Full coverage: Xi Visits Czech Republic, Attends Nuclear Security Summit
A notable absence from the Nuclear Security Summit is Russia. The United States says Russia risks further isolation by refusing to participate. But the Kremlin says while nuclear safety is an important issue, there are much bigger problems keeping them away.
The Nuclear Security Summit in Washington will bring together world leaders on a mission to reinforce their countries' commitments to securing nuclear technologies and materials.
Russia has attended three previous summits; in Washington DC in 2010, in Seoul in 2012 and in The Hague in 2014.
However at the end of the last summit Russia said it had already decided it would not participate in the next one.
Some countries interpreted that decision as a reaction to increased tensions with the United States. Russia's also been accused of fencing itself off from direct dialogue on nuclear safety at a time of increasing threats of nuclear terrorism.

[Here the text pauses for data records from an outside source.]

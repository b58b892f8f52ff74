//! HoundHub configuration system.
//!
//! Configuration is an explicit object loaded once at startup and passed into
//! handlers — there is no process-wide settings cache. Reloading means calling
//! `load` again and rebuilding the context.

use serde::{Deserialize, Serialize};
use std::path::{Path, PathBuf};

use crate::error::{HoundHubError, Result};

/// Root configuration.
#[derive(Debug, Clone, Serialize, Deserialize)]
pub struct HoundHubConfig {
    /// Path to the SQLite database file.
    #[serde(default = "default_database_path")]
    pub database_path: String,
    /// Business name substituted into email templates.
    #[serde(default = "default_business_name")]
    pub business_name: String,
    /// Base URL of the client portal, used to build attachment links.
    #[serde(default = "default_portal_url")]
    pub portal_base_url: String,
    #[serde(default)]
    pub smtp: SmtpConfig,
    #[serde(default)]
    pub reminders: ReminderConfig,
}

fn default_database_path() -> String {
    HoundHubConfig::home_dir()
        .join("houndhub.db")
        .to_string_lossy()
        .to_string()
}
fn default_business_name() -> String {
    "HoundHub Dog Training".into()
}
fn default_portal_url() -> String {
    "https://portal.houndhub.example".into()
}

impl Default for HoundHubConfig {
    fn default() -> Self {
        Self {
            database_path: default_database_path(),
            business_name: default_business_name(),
            portal_base_url: default_portal_url(),
            smtp: SmtpConfig::default(),
            reminders: ReminderConfig::default(),
        }
    }
}

impl HoundHubConfig {
    /// Load config from the default path (~/.houndhub/config.toml).
    /// A missing file yields the defaults.
    pub fn load() -> Result<Self> {
        let path = Self::default_path();
        if path.exists() {
            Self::load_from(&path)
        } else {
            Ok(Self::default())
        }
    }

    /// Load config from a specific path.
    pub fn load_from(path: &Path) -> Result<Self> {
        let content = std::fs::read_to_string(path)
            .map_err(|e| HoundHubError::Config(format!("Failed to read config: {e}")))?;
        let config: Self = toml::from_str(&content)
            .map_err(|e| HoundHubError::Config(format!("Failed to parse config: {e}")))?;
        Ok(config)
    }

    /// Save config to the default path.
    pub fn save(&self) -> Result<()> {
        let path = Self::default_path();
        if let Some(parent) = path.parent() {
            std::fs::create_dir_all(parent)?;
        }
        let content = toml::to_string_pretty(self)
            .map_err(|e| HoundHubError::Config(format!("Failed to serialize config: {e}")))?;
        std::fs::write(&path, content)?;
        Ok(())
    }

    /// Get the default config path.
    pub fn default_path() -> PathBuf {
        Self::home_dir().join("config.toml")
    }

    /// Get the HoundHub home directory.
    pub fn home_dir() -> PathBuf {
        dirs::home_dir()
            .unwrap_or_else(|| PathBuf::from("."))
            .join(".houndhub")
    }
}

/// Outbound SMTP configuration.
#[derive(Debug, Clone, Serialize, Deserialize)]
pub struct SmtpConfig {
    /// When disabled, ticks log outbound mail instead of sending it.
    #[serde(default)]
    pub enabled: bool,
    #[serde(default = "default_smtp_host")]
    pub host: String,
    #[serde(default = "default_smtp_port")]
    pub port: u16,
    #[serde(default)]
    pub username: String,
    #[serde(default)]
    pub password: String,
    /// From address on every outbound email.
    #[serde(default)]
    pub from_address: String,
    #[serde(default = "default_from_name")]
    pub from_name: String,
    /// Hard cap on a single send, so a hanging relay cannot stall a tick.
    #[serde(default = "default_send_timeout")]
    pub send_timeout_secs: u64,
}

fn default_smtp_host() -> String {
    "smtp.gmail.com".into()
}
fn default_smtp_port() -> u16 {
    587
}
fn default_from_name() -> String {
    "HoundHub".into()
}
fn default_send_timeout() -> u64 {
    30
}

impl Default for SmtpConfig {
    fn default() -> Self {
        Self {
            enabled: false,
            host: default_smtp_host(),
            port: default_smtp_port(),
            username: String::new(),
            password: String::new(),
            from_address: String::new(),
            from_name: default_from_name(),
            send_timeout_secs: default_send_timeout(),
        }
    }
}

/// Booking reminder sweep configuration.
#[derive(Debug, Clone, Serialize, Deserialize)]
pub struct ReminderConfig {
    /// How far ahead of a booking's start the reminder goes out.
    #[serde(default = "default_lead_hours")]
    pub lead_hours: i64,
}

fn default_lead_hours() -> i64 {
    24
}

impl Default for ReminderConfig {
    fn default() -> Self {
        Self {
            lead_hours: default_lead_hours(),
        }
    }
}

#[cfg(test)]
mod tests {
    use super::*;

    #[test]
    fn test_defaults() {
        let config = HoundHubConfig::default();
        assert!(!config.smtp.enabled);
        assert_eq!(config.smtp.port, 587);
        assert_eq!(config.reminders.lead_hours, 24);
    }

    #[test]
    fn test_partial_toml() {
        let config: HoundHubConfig = toml::from_str(
            r#"
            business_name = "Canine Campus"

            [smtp]
            enabled = true
            host = "mail.example.com"
            "#,
        )
        .unwrap();
        assert_eq!(config.business_name, "Canine Campus");
        assert!(config.smtp.enabled);
        assert_eq!(config.smtp.host, "mail.example.com");
        assert_eq!(config.smtp.port, 587);
    }
}
//! # HoundHub Scheduler
//!
//! The tick machinery: an external timer invokes one tick, the tick selects
//! every due [`houndhub_db::ScheduledTask`], resolves its handler from the
//! [`registry::TaskRegistry`], runs it, logs the outcome, and reschedules.
//!
//! ## Architecture
//! ```text
//! external timer (cron / `houndhub watch`)
//!   └── run_tick(registry, ctx)
//!         ├── due_tasks(now) — is_active, next_run NULL or elapsed, by id
//!         ├── registry lookup — unknown task_type logs an error, tick goes on
//!         ├── handler.execute(ctx, task) → {items_processed, message}
//!         ├── task_logs row per execution (success or error)
//!         └── success only: last_run = now, next_run = calc::next_run_after
//! ```
//!
//! A failed task keeps its old next_run, so it stays due and retries on the
//! following tick. That unbounded retry is the system's only retry mechanism.

pub mod calc;
pub mod registry;
pub mod runner;

pub use registry::{TaskContext, TaskHandler, TaskOutcome, TaskRegistry};
pub use runner::{run_tick, TickSummary};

But Moscow maintains that while previous summits were useful in forging an international consensus on nuclear security and raising awareness of the nuclear terrorism threat, they've now run their course.
Russian experts say Russia's absence from the security summit does not mean that it intends to turn away from its previous summit commitments. Nor, they say, is it planning to give up its obligations under the United Nations nuclear body - the IAEA, or the Global Initiative to Combat Nuclear Terrorism.
Russia says the Nuclear Security Summit, however well-intentioned, has become a source of interference for the larger bodies whose work should be paramount most significantly, the IAEA. And for that reason, Russia says it can no longer be a part.